DATA FOR THIS TASK:
>>>>

use thiserror::Error;

/// Malformed user input. Always recoverable: report it and carry on.
#[derive(Debug, Error, PartialEq, Eq)]
pub enum ValidationError {
    /// A required resource field was blank
    #[error("Missing required field: {0}")]
    MissingField(&'static str),

    /// Filter criterion other than genre, tag or status
    #[error("Unknown filter criterion: {0} (expected genre, tag or status)")]
    UnknownCriterion(String),

    /// No sequence number is left for this id prefix
    #[error("No ids left for prefix '{0}'")]
    SequenceExhausted(String),

    /// Field name that is not part of the toggleable set
    #[error("Unknown field: {0}")]
    UnknownField(String),
}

<<<<

BRIEF:
Find "ids left for" in the material above; set down exactly the line holding it and every line after it, through the last, and no others.

ANSWER TO THIS TASK:
    #[error("No ids left for prefix '{0}'")]
    SequenceExhausted(String),

    /// Field name that is not part of the toggleable set
    #[error("Unknown field: {0}")]
    UnknownField(String),
}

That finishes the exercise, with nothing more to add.